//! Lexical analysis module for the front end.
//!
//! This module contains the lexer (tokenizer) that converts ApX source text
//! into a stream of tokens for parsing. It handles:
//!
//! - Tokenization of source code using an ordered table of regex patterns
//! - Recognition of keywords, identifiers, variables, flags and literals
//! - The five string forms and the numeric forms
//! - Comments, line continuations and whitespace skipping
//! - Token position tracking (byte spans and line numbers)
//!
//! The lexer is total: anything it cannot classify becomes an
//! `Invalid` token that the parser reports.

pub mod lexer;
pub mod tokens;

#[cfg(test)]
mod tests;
* * * * *
◆ TRY IT
A verbatim restatement of all the entries above is required.

◆ WRITTEN SOLUTION
//! Lexical analysis module for the front end.
//!
//! This module contains the lexer (tokenizer) that converts ApX source text
//! into a stream of tokens for parsing. It handles:
//!
//! - Tokenization of source code using an ordered table of regex patterns
//! - Recognition of keywords, identifiers, variables, flags and literals
//! - The five string forms and the numeric forms
//! - Comments, line continuations and whitespace skipping
//! - Token position tracking (byte spans and line numbers)
//!
//! The lexer is total: anything it cannot classify becomes an
//! `Invalid` token that the parser reports.

pub mod lexer;
pub mod tokens;

#[cfg(test)]
mod tests;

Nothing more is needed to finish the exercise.